I'm saying that wouldn't work as well here because of this:
Normally I'd agree with you, but I'm assuming he already tried going with more gain, so I counted that one out from the start. That's all.
But I find cranking preamp gain is NOT the same, tone-wise, as spanking the shit out of the input with a hot-ass signal. Boosted pickup out just sounds louder, punchier, and more "in your face," which can be a key component in tightening up a good metal sound.

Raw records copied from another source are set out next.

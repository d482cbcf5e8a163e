pub mod entities;
pub mod requests;
pub mod responses;

pub use entities::{BehaviorKind, BehaviorLog, BehaviorLogItem};
pub use requests::{BehaviorListQuery, CreateBehaviorRequest};
pub use responses::BehaviorListResponse;
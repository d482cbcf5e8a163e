use serde::Deserialize;
use ts_rs::TS;

#[derive(Debug, Deserialize, TS)]
#[ts(export, export_to = "../frontend/src/types/generated/schedule.ts")]
pub struct CreateScheduleRequest {
    pub day_of_week: i32,
    pub subject: String,
    pub class: String,
    pub start_time: String,
    pub end_time: String,
    pub room: Option<String>,
}
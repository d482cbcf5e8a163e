//! 汇总加载槽位
//!
//! 每个教师一个槽位。每次加载先领取递增的令牌，只有令牌仍是最新的结果才会写入槽位，
//! 较慢返回的旧请求被丢弃。

use std::sync::atomic::{AtomicU64, Ordering};

use dashmap::DashMap;

use crate::models::recap::LoadState;

#[derive(Debug, Clone)]
struct Slot<T> {
    latest: u64,
    state: LoadState,
    value: Option<T>,
}

impl<T> Default for Slot<T> {
    fn default() -> Self {
        Self {
            latest: 0,
            state: LoadState::Idle,
            value: None,
        }
    }
}

/// 槽位快照
#[derive(Debug, Clone, PartialEq)]
pub struct SlotSnapshot<T> {
    pub token: u64,
    pub state: LoadState,
    pub value: Option<T>,
}

#[derive(Debug)]
pub struct LoadSlots<T> {
    next_token: AtomicU64,
    slots: DashMap<i64, Slot<T>>,
}

impl<T> Default for LoadSlots<T> {
    fn default() -> Self {
        Self {
            next_token: AtomicU64::new(0),
            slots: DashMap::new(),
        }
    }
}

impl<T: Clone> LoadSlots<T> {
    pub fn new() -> Self {
        Self::default()
    }

    /// 开始加载：idle/ready/empty -> loading，返回本次令牌
    pub fn begin(&self, owner: i64) -> u64 {
        let token = self.next_token.fetch_add(1, Ordering::SeqCst) + 1;
        let mut slot = self.slots.entry(owner).or_default();
        slot.latest = token;
        slot.state = LoadState::Loading;
        token
    }

    /// 提交结果：value 为 None 时进入 empty。令牌已过期则丢弃并返回 false
    pub fn complete(&self, owner: i64, token: u64, value: Option<T>) -> bool {
        let Some(mut slot) = self.slots.get_mut(&owner) else {
            return false;
        };
        if slot.latest != token {
            return false;
        }
        slot.state = if value.is_some() {
            LoadState::Ready
        } else {
            LoadState::Empty
        };
        slot.value = value;
        true
    }

    /// 加载失败：若仍是最新请求，回到 idle 并保留旧值
    pub fn abandon(&self, owner: i64, token: u64) {
        if let Some(mut slot) = self.slots.get_mut(&owner) {
            if slot.latest == token {
                slot.state = LoadState::Idle;
            }
        }
    }

    pub fn snapshot(&self, owner: i64) -> SlotSnapshot<T> {
        match self.slots.get(&owner) {
            Some(slot) => SlotSnapshot {
                token: slot.latest,
                state: slot.state,
                value: slot.value.clone(),
            },
            None => SlotSnapshot {
                token: 0,
                state: LoadState::Idle,
                value: None,
            },
        }
    }
}

#[cfg(test)]
mod tests {
    use super::*;

    #[test]
    fn test_idle_loading_ready() {
        let slots: LoadSlots<&str> = LoadSlots::new();
        assert_eq!(slots.snapshot(1).state, LoadState::Idle);

        let token = slots.begin(1);
        assert_eq!(slots.snapshot(1).state, LoadState::Loading);

        assert!(slots.complete(1, token, Some("recap")));
        let snapshot = slots.snapshot(1);
        assert_eq!(snapshot.state, LoadState::Ready);
        assert_eq!(snapshot.value, Some("recap"));
        assert_eq!(snapshot.token, token);
    }

    #[test]
    fn test_empty_result() {
        let slots: LoadSlots<u32> = LoadSlots::new();
        let token = slots.begin(1);
        assert!(slots.complete(1, token, None));
        assert_eq!(slots.snapshot(1).state, LoadState::Empty);
    }

    #[test]
    fn test_stale_response_discarded() {
        let slots: LoadSlots<&str> = LoadSlots::new();
        let slow = slots.begin(1);
        let fast = slots.begin(1);
        assert!(fast > slow);

        assert!(slots.complete(1, fast, Some("fresh")));
        assert!(!slots.complete(1, slow, Some("stale")));

        let snapshot = slots.snapshot(1);
        assert_eq!(snapshot.value, Some("fresh"));
        assert_eq!(snapshot.token, fast);
    }

    #[test]
    fn test_stale_response_while_newer_still_loading() {
        let slots: LoadSlots<&str> = LoadSlots::new();
        let slow = slots.begin(1);
        let _pending = slots.begin(1);

        assert!(!slots.complete(1, slow, Some("stale")));
        assert_eq!(slots.snapshot(1).state, LoadState::Loading);
    }

    #[test]
    fn test_owners_are_independent() {
        let slots: LoadSlots<&str> = LoadSlots::new();
        let a = slots.begin(1);
        let b = slots.begin(2);
        assert!(slots.complete(2, b, Some("two")));
        assert!(slots.complete(1, a, None));
        assert_eq!(slots.snapshot(1).state, LoadState::Empty);
        assert_eq!(slots.snapshot(2).value, Some("two"));
    }

    #[test]
    fn test_abandon_returns_to_idle() {
        let slots: LoadSlots<&str> = LoadSlots::new();
        let first = slots.begin(1);
        slots.complete(1, first, Some("old"));
        let second = slots.begin(1);
        slots.abandon(1, second);

        let snapshot = slots.snapshot(1);
        assert_eq!(snapshot.state, LoadState::Idle);
        assert_eq!(snapshot.value, Some("old"));
    }
}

From "flabby," I would say that the problem is that your string gauge isn't heavy enough. But I use the D'Addario 10-59 gauge set and my low B isn't flabby at all and has a very very clear and clean sound. So, I'm thinking your problem is pickups (I use EMG707s in my one guitar and a DiMarzio Blaze Custom in my other guitar).
I think the best pickup advice you've gotten so far is the DiMarzio Evolution 7 pickup. I believe that should help you out. Thicker gauge strings and a tube screamer should help, but I think your pickups are the main problem.
First change the pickups THEN if you still feel you have the same issues then try a heavier string.. Remember Dino use(d) a .50 tuned to A
I'm with Zimbloth all the way on this one.
I use a .068 at A, and it's nice. But thicker strings generally do NOT yield a less "muddy" tone. If anything, just the opposite.
1. New bridge pickup. Think Dimarzio. Way tighter, generally.
2. Try some Elixir strings. Holy fuck! Bright and super clear,
3. Get a Tube Screamer.
Bingo, bango, bongo. You in bidness. I've dealt with this shit for years, man. I'm telling ya, it works.
I've certainly tried it with all levels of gain through several real amps and virtual amp models through my POD (which has plenty of gain machines built in...) and it's either no definition or no low-end 'slam' on low notes.
I suppose my only reservations with changing the pickups at this point are questions of versatility, as the guitar sounds awesome at lower gain settings.
I don't just play metal, and I want a very versatile seven-string. Will the Evolution give me a decent amount of moderate-drive rockabilly crunch (think Reverend Horton Heat)?
Which of these pickups would be most recommended for an all-round pickup upgrade with decent "snarl"? Basically, I love my 6-string JB, but the 7-string version has been declared to be not so good of an idea. Which of these would be most comparable yet still yield a defined, solid, and snappy low-end?
2) D-Sonic 7
3) Evolution 7
I use a D Sonic 7, and it has terrific attack on the low end. So much so, that I even swapped the ceramic magnet for a "warmer" alnico (Alnico 8, to be precise), and that sumbitch still has great snap, and quick bass attack. And I also play all kinds of music.
I know exactly what you're talking a about with the bass and that JB. Exactly. It's like there's no "snap" to the string when you hit it, no attack... just a kind of round, swelling bass.
The EVO7 also would work well in this capacity.
So, upping the .59 low B to a .72 string definitely helped matters some until I can get the pickup question sorted out.
That's good to hear. Have you gotten your hands on a Tube Screamer?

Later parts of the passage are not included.